I was specifically interested in the performance difference between the page cache and the action cache–my guess was that the action cache was a 10x performance hit.

So I set up a test environment under Xen, running Typo r683, PostgreSQL, Apache 2, FastCGI, Ruby 1.8.2, and Rails 0.13.1. I didn’t do any Apache or Postgres tuning–I just ran them out of the box.

Then I ran ab against a snapshot of scottstuff.net from a couple weeks ago. I used the index page for my testing, as it’s a fairly large page and I wanted to give Typo a real workout.

Here’s what I found:

Cache TypeRequests per second
Page Cache2357
Action Cache10.6
No cache1.01

That really wasn’t what I’d expected. The action cache underperformed my expectations by a factor of 20.

I then did a bit of experimentation. I created a new uncached action in my test Typo setup that did nothing but render :text => 'foo', :layout => false, just to see if the caching system was slowing things down. Result? 10 requests/second. Then I created a new Rails project from scratch and added a new controller with the same action, and saw the same results. Still 10 requests/second.

However, in Rails’s logs, it said that it handled the request in 2 ms, and I should be seeing 500 hits/sec for the “foo” page. So something is adding an extra 98 ms to each request. I’m still hunting for this–I don’t know if it’s something Xen-related on my system, an artifact of my Apache config, or what.

I’ve tried upgrading to Rails 0.14.0, but that’s a whole other article.


  1. The page cache is really, really fast.
  2. The action cache is a substantial improvement over the uncached case–about 10x on this system–but can’t touch the performance of the page cache.
  3. Changing the concurrency settings on ab and/or the number of FastCGI backends in use didn’t make a substantial performance difference. Settings 2-15 gave roughly the same results.
  4. My caches_action_with_params is slightly faster then the stock action cache.
  5. Moving the action/fragment cache from the FileStore (Typo default) to MemoryStore gives no real performance boost. Moving to the MemCacheStore is a substantial performance hit (~2 hits/sec vs 10 hits/sec).
  6. Adding a new uncached action in ArticlesController that simply returns a fixed string (render :layout => false, :text => 'foo') is no faster then the action cache.
  7. Moving the new action from the previous step to a Controller of its own doesn’t help.
  8. Removing all of the routes except the default :controller/:action/:id route doesn’t help, either.

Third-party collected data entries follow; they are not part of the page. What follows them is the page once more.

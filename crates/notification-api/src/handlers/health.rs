//! 健康检查

use std::time::Duration;

use axum::{Json, extract::State};
use chrono::Utc;

use crate::dto::{ComponentStatus, HealthResponse};
use crate::state::AppState;

const CONNECTIVITY_TIMEOUT: Duration = Duration::from_secs(5);

/// GET /health
///
/// 传输层不可达时仍返回 200，由 status 字段区分
pub async fn health_check(State(state): State<AppState>) -> Json<HealthResponse> {
    let transport = state.notifier.engine().transport();
    let connected = transport.check_connectivity(CONNECTIVITY_TIMEOUT).await;

    Json(HealthResponse {
        status: if connected { "healthy" } else { "unhealthy" },
        transport: transport.name(),
        transport_connected: connected,
        services: ComponentStatus {
            notification: true,
            scheduler: state.settings.scheduler_enabled,
            monitoring: state.monitor.is_some(),
        },
        scheduled_jobs: state.scheduler.list_jobs().len(),
        timestamp: Utc::now(),
    })
}
//! 时钟抽象
//!
//! 调度器通过 `Clock` 读取当前时间，测试中可替换为手动推进的时钟。

use chrono::{DateTime, Utc};
use parking_lot::Mutex;

pub trait Clock: Send + Sync {
    fn now(&self) -> DateTime<Utc>;
}

/// 系统时钟
#[derive(Debug, Default, Clone, Copy)]
pub struct SystemClock;

impl Clock for SystemClock {
    fn now(&self) -> DateTime<Utc> {
        Utc::now()
    }
}

/// 手动时钟，只在显式设置或推进时变化
#[derive(Debug)]
pub struct ManualClock {
    now: Mutex<DateTime<Utc>>,
}

impl ManualClock {
    pub fn new(start: DateTime<Utc>) -> Self {
        Self {
            now: Mutex::new(start),
        }
    }

    pub fn set(&self, now: DateTime<Utc>) {
        *self.now.lock() = now;
    }

    pub fn advance(&self, by: chrono::Duration) {
        *self.now.lock() += by;
    }
}

impl Clock for ManualClock {
    fn now(&self) -> DateTime<Utc> {
        *self.now.lock()
    }
}
//! 通知服务
//!
//! HTTP API + 定时任务调度 + 系统监控 + 聊天命令，共用一个投递引擎。

use std::sync::Arc;
use std::time::Duration;

use anyhow::Context;
use tokio::net::TcpListener;
use tokio::sync::watch;
use tracing::{info, warn};

use notification_api::{ApiSettings, AppState, routes};
use notification_worker::transport::TelegramTransport;
use notification_worker::{
    CommandLoop, DeliveryEngine, DeliverySettings, MetricsSampler, NotificationDispatcher,
    Notifier, RateLimiter, Scheduler, SubscriptionRegistry, SysinfoSampler, SystemMonitor,
};
use notifier_shared::config::AppConfig;
use notifier_shared::observability::{self, ObservabilityConfig};

const SERVICE_NAME: &str = "notification-server";

#[tokio::main]
async fn main() -> anyhow::Result<()> {
    let config = AppConfig::load(SERVICE_NAME).context("加载配置失败")?;
    config.validate()?;

    let _guard = observability::init(&ObservabilityConfig::from_app_config(&config)).await?;
    info!(
        environment = %config.environment,
        addr = %config.server_addr(),
        "Starting notification-server"
    );

    if config.telegram.bot_token.is_empty() {
        warn!("未配置 telegram.bot_token，所有投递都会失败");
    }
    let settings = ApiSettings::from_config(&config)?;
    if settings.api_secret_key.is_none() {
        warn!("未配置 security.api_secret_key，/api/v1 不做认证");
    }
    if settings.webhook_secret.is_none() {
        warn!("未配置 security.webhook_secret，Webhook 将拒绝所有请求");
    }

    // 投递链路：传输层 → 限流 → 引擎 → 门面
    let transport = Arc::new(TelegramTransport::new(&config.telegram));
    let limiter = Arc::new(RateLimiter::new(
        config.delivery.rate_limit_capacity,
        config.delivery.rate_limit_refill_per_sec,
    ));
    let engine = Arc::new(DeliveryEngine::new(
        transport.clone(),
        limiter,
        DeliverySettings::from_config(&config.delivery),
    ));
    let registry = Arc::new(SubscriptionRegistry::new());
    let notifier = Arc::new(Notifier::new(engine, registry));

    let sampler: Arc<dyn MetricsSampler> = Arc::new(SysinfoSampler::new());
    let dispatcher = Arc::new(NotificationDispatcher::new(
        notifier.clone(),
        Some(sampler.clone()),
    ));
    let scheduler = Arc::new(Scheduler::with_system_clock(dispatcher));

    let (shutdown_tx, shutdown_rx) = watch::channel(false);
    let mut background = Vec::new();

    if config.scheduler.enabled {
        if config.scheduler.default_jobs {
            scheduler.register_default_jobs()?;
        }
        background.push(tokio::spawn(scheduler.clone().run(shutdown_rx.clone())));
    } else {
        info!("定时任务调度未启用");
    }

    let monitor = if config.monitoring.enabled {
        let monitor = Arc::new(SystemMonitor::new(
            notifier.clone(),
            sampler.clone(),
            &config.monitoring,
        ));
        background.push(tokio::spawn(monitor.clone().run(shutdown_rx.clone())));
        Some(monitor)
    } else {
        info!("系统监控未启用");
        None
    };

    if config.telegram.polling_enabled && !config.telegram.bot_token.is_empty() {
        let command_loop = Arc::new(CommandLoop::new(
            transport,
            notifier.clone(),
            Some(sampler),
            Duration::from_secs(config.telegram.poll_timeout_secs),
        ));
        background.push(tokio::spawn(command_loop.run(shutdown_rx.clone())));
    } else {
        info!("聊天命令轮询未启用");
    }

    let state = AppState::new(notifier, scheduler, monitor, settings);
    let app = routes::app(state);

    let listener = TcpListener::bind(config.server_addr()).await?;
    info!("Listening on {}", config.server_addr());

    axum::serve(listener, app)
        .with_graceful_shutdown(shutdown_signal())
        .await?;

    // 通知后台循环退出并等待
    let _ = shutdown_tx.send(true);
    for task in background {
        if let Err(err) = task.await {
            warn!(error = %err, "后台任务异常退出");
        }
    }

    info!("Server shutdown complete");
    Ok(())
}

/// 等待 Ctrl+C 或 SIGTERM
async fn shutdown_signal() {
    let ctrl_c = async {
        if let Err(err) = tokio::signal::ctrl_c().await {
            warn!(error = %err, "注册 Ctrl+C 处理器失败");
            std::future::pending::<()>().await;
        }
    };

    #[cfg(unix)]
    let terminate = async {
        match tokio::signal::unix::signal(tokio::signal::unix::SignalKind::terminate()) {
            Ok(mut signal) => {
                signal.recv().await;
            }
            Err(err) => {
                warn!(error = %err, "注册 SIGTERM 处理器失败");
                std::future::pending::<()>().await;
            }
        }
    };

    #[cfg(not(unix))]
    let terminate = std::future::pending::<()>();

    tokio::select! {
        _ = ctrl_c => info!("Received Ctrl+C, initiating graceful shutdown..."),
        _ = terminate => info!("Received SIGTERM, initiating graceful shutdown..."),
    }
}
//! 通知领域模型
//!
//! 通知请求一经构造即不可变；订阅展开等步骤通过派生新请求完成，
//! 已提交的请求不会受到后续修改的影响。

use std::fmt;
use std::path::{Path, PathBuf};
use std::str::FromStr;

use serde::{Deserialize, Serialize};

use crate::error::{DeliveryError, NotificationError};

// ---------------------------------------------------------------------------
// 格式与分类
// ---------------------------------------------------------------------------

/// 消息排版模式
#[derive(Debug, Clone, Copy, PartialEq, Eq, Hash, Default, Serialize, Deserialize)]
#[serde(rename_all = "lowercase")]
pub enum FormatMode {
    Plain,
    #[default]
    Markdown,
    Html,
}

impl FormatMode {
    pub fn as_str(&self) -> &'static str {
        match self {
            Self::Plain => "plain",
            Self::Markdown => "markdown",
            Self::Html => "html",
        }
    }
}

impl fmt::Display for FormatMode {
    fn fmt(&self, f: &mut fmt::Formatter<'_>) -> fmt::Result {
        f.write_str(self.as_str())
    }
}

impl FromStr for FormatMode {
    type Err = NotificationError;

    fn from_str(s: &str) -> Result<Self, Self::Err> {
        match s.trim().to_ascii_lowercase().as_str() {
            "plain" | "text" | "none" => Ok(Self::Plain),
            "markdown" | "md" => Ok(Self::Markdown),
            "html" => Ok(Self::Html),
            other => Err(NotificationError::InvalidRequest(format!(
                "未知的排版模式: {other}"
            ))),
        }
    }
}

/// 通知分类，用于按订阅展开接收方
#[derive(
    Debug, Clone, Copy, PartialEq, Eq, Hash, PartialOrd, Ord, Serialize, Deserialize,
)]
#[serde(rename_all = "lowercase")]
pub enum Category {
    System,
    Error,
    Event,
    Scheduled,
}

impl Category {
    pub const ALL: [Category; 4] = [
        Category::System,
        Category::Error,
        Category::Event,
        Category::Scheduled,
    ];

    pub fn as_str(&self) -> &'static str {
        match self {
            Self::System => "system",
            Self::Error => "error",
            Self::Event => "event",
            Self::Scheduled => "scheduled",
        }
    }
}

impl fmt::Display for Category {
    fn fmt(&self, f: &mut fmt::Formatter<'_>) -> fmt::Result {
        f.write_str(self.as_str())
    }
}

impl FromStr for Category {
    type Err = NotificationError;

    fn from_str(s: &str) -> Result<Self, Self::Err> {
        match s.trim().to_ascii_lowercase().as_str() {
            "system" => Ok(Self::System),
            "error" => Ok(Self::Error),
            "event" => Ok(Self::Event),
            "scheduled" => Ok(Self::Scheduled),
            other => Err(NotificationError::InvalidRequest(format!(
                "未知的通知分类: {other}"
            ))),
        }
    }
}

// ---------------------------------------------------------------------------
// 接收方
// ---------------------------------------------------------------------------

/// 接收方标识（会话 / 频道 ID），保证非空
#[derive(Debug, Clone, PartialEq, Eq, Hash, PartialOrd, Ord, Serialize, Deserialize)]
#[serde(try_from = "String", into = "String")]
pub struct RecipientId(String);

impl RecipientId {
    pub fn new(id: impl Into<String>) -> Result<Self, NotificationError> {
        let id = id.into();
        let trimmed = id.trim();
        if trimmed.is_empty() {
            return Err(NotificationError::InvalidRecipient(
                "接收方 ID 不能为空".to_string(),
            ));
        }
        Ok(Self(trimmed.to_string()))
    }

    pub fn as_str(&self) -> &str {
        &self.0
    }
}

impl fmt::Display for RecipientId {
    fn fmt(&self, f: &mut fmt::Formatter<'_>) -> fmt::Result {
        f.write_str(&self.0)
    }
}

impl TryFrom<String> for RecipientId {
    type Error = NotificationError;

    fn try_from(value: String) -> Result<Self, Self::Error> {
        Self::new(value)
    }
}

impl From<RecipientId> for String {
    fn from(value: RecipientId) -> Self {
        value.0
    }
}

impl FromStr for RecipientId {
    type Err = NotificationError;

    fn from_str(s: &str) -> Result<Self, Self::Err> {
        Self::new(s)
    }
}

// ---------------------------------------------------------------------------
// 通知请求
// ---------------------------------------------------------------------------

/// 文件附件
#[derive(Debug, Clone, PartialEq, Eq, Serialize)]
pub struct Attachment {
    pub path: PathBuf,
    pub caption: Option<String>,
}

impl Attachment {
    pub fn new(path: impl Into<PathBuf>, caption: Option<String>) -> Self {
        Self {
            path: path.into(),
            caption,
        }
    }
}

/// 通知请求
///
/// 只能通过 [`NotificationRequest::builder`] 构造。接收方列表按首次出现去重；
/// 未显式指定接收方时必须带分类，由订阅注册表在提交时展开。
#[derive(Debug, Clone, PartialEq, Eq, Serialize)]
pub struct NotificationRequest {
    body: String,
    format: FormatMode,
    recipients: Vec<RecipientId>,
    attachment: Option<Attachment>,
    category: Option<Category>,
}

impl NotificationRequest {
    pub fn builder(body: impl Into<String>) -> NotificationRequestBuilder {
        NotificationRequestBuilder {
            body: body.into(),
            format: FormatMode::default(),
            recipients: Vec::new(),
            attachment: None,
            category: None,
        }
    }

    pub fn body(&self) -> &str {
        &self.body
    }

    pub fn format(&self) -> FormatMode {
        self.format
    }

    pub fn recipients(&self) -> &[RecipientId] {
        &self.recipients
    }

    pub fn attachment(&self) -> Option<&Attachment> {
        self.attachment.as_ref()
    }

    pub fn category(&self) -> Option<Category> {
        self.category
    }

    /// 是否需要按分类展开接收方
    pub fn needs_expansion(&self) -> bool {
        self.recipients.is_empty()
    }

    /// 派生一个替换接收方列表的新请求
    pub fn with_recipients(&self, recipients: impl IntoIterator<Item = RecipientId>) -> Self {
        Self {
            recipients: dedup(recipients),
            ..self.clone()
        }
    }

    /// 派生一个替换正文的新请求（定时任务在触发时渲染正文）
    pub fn with_body(&self, body: impl Into<String>) -> Self {
        Self {
            body: body.into(),
            ..self.clone()
        }
    }
}

/// 通知请求构造器
#[derive(Debug, Clone)]
pub struct NotificationRequestBuilder {
    body: String,
    format: FormatMode,
    recipients: Vec<RecipientId>,
    attachment: Option<Attachment>,
    category: Option<Category>,
}

impl NotificationRequestBuilder {
    pub fn format(mut self, format: FormatMode) -> Self {
        self.format = format;
        self
    }

    pub fn recipient(mut self, recipient: RecipientId) -> Self {
        self.recipients.push(recipient);
        self
    }

    pub fn recipients(mut self, recipients: impl IntoIterator<Item = RecipientId>) -> Self {
        self.recipients.extend(recipients);
        self
    }

    pub fn attachment(mut self, path: impl AsRef<Path>, caption: Option<String>) -> Self {
        self.attachment = Some(Attachment::new(path.as_ref(), caption));
        self
    }

    pub fn category(mut self, category: Category) -> Self {
        self.category = Some(category);
        self
    }

    pub fn maybe_category(mut self, category: Option<Category>) -> Self {
        self.category = category;
        self
    }

    pub fn build(self) -> Result<NotificationRequest, NotificationError> {
        if self.body.trim().is_empty() && self.attachment.is_none() {
            return Err(NotificationError::InvalidRequest(
                "消息正文与附件不能同时为空".to_string(),
            ));
        }
        if self.recipients.is_empty() && self.category.is_none() {
            return Err(NotificationError::InvalidRequest(
                "未指定接收方时必须提供通知分类".to_string(),
            ));
        }

        Ok(NotificationRequest {
            body: self.body,
            format: self.format,
            recipients: dedup(self.recipients),
            attachment: self.attachment,
            category: self.category,
        })
    }
}

fn dedup(recipients: impl IntoIterator<Item = RecipientId>) -> Vec<RecipientId> {
    let mut seen = std::collections::HashSet::new();
    recipients
        .into_iter()
        .filter(|r| seen.insert(r.clone()))
        .collect()
}

// ---------------------------------------------------------------------------
// 投递结果
// ---------------------------------------------------------------------------

/// 单个接收方的投递结果
#[derive(Debug, Clone, PartialEq, Eq, Serialize)]
pub struct DeliveryOutcome {
    pub recipient: RecipientId,
    pub succeeded: bool,
    /// 传输层实际调用次数（限流放弃时可能为 0）
    pub attempts: u32,
    pub last_error: Option<DeliveryError>,
}

impl DeliveryOutcome {
    pub fn success(recipient: RecipientId, attempts: u32) -> Self {
        Self {
            recipient,
            succeeded: true,
            attempts,
            last_error: None,
        }
    }

    pub fn failure(recipient: RecipientId, attempts: u32, error: DeliveryError) -> Self {
        Self {
            recipient,
            succeeded: false,
            attempts,
            last_error: Some(error),
        }
    }
}
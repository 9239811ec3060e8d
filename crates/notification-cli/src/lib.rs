//! 通知命令行工具
//!
//! 与服务端共用配置和投递链路，在进程内直接发送，不经过 HTTP API。

pub mod cli;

Frankly, on this hardware, I don’t seem to be able to get more then 10 requests/sec out of Rails no matter what I do. I’m pretty sure that this is a mistake, so I’ll post a followup when I figure out what’s wrong.

Update 1: Another datapoint. Running an example Ruby FCGI on this box gives me 832 hits per second. So whatever the problem is, it’s not fundamental to Ruby FCGI on this box. So I need to look into Rails and see what’s happening.

Update 2: Making some progress. Apparently I screwed up when I tested a new, standalone Rails FCGI app before (forgot to restart FCGI?). This time, I got 130 req/sec, which is a vast improvement over the 10 req/sec that I was seeing before. Most of that speed hit seems to come from using Postgres for session storage. Unfortunately, even after making that change, my null controller is still only getting 40 req/sec with Typo. Transporting the same controller to a blank Rails project gives me 130 req/sec with the same code. Watching strace, it looks like something is forcing Typo to reload the digest/md5 module for every hit. Unfortunately, I can’t figure out how that’s happening–my environment.rb is identical between the two trees, as is my database.yml. I’ll get back to this later; I have other things that I need to finish today.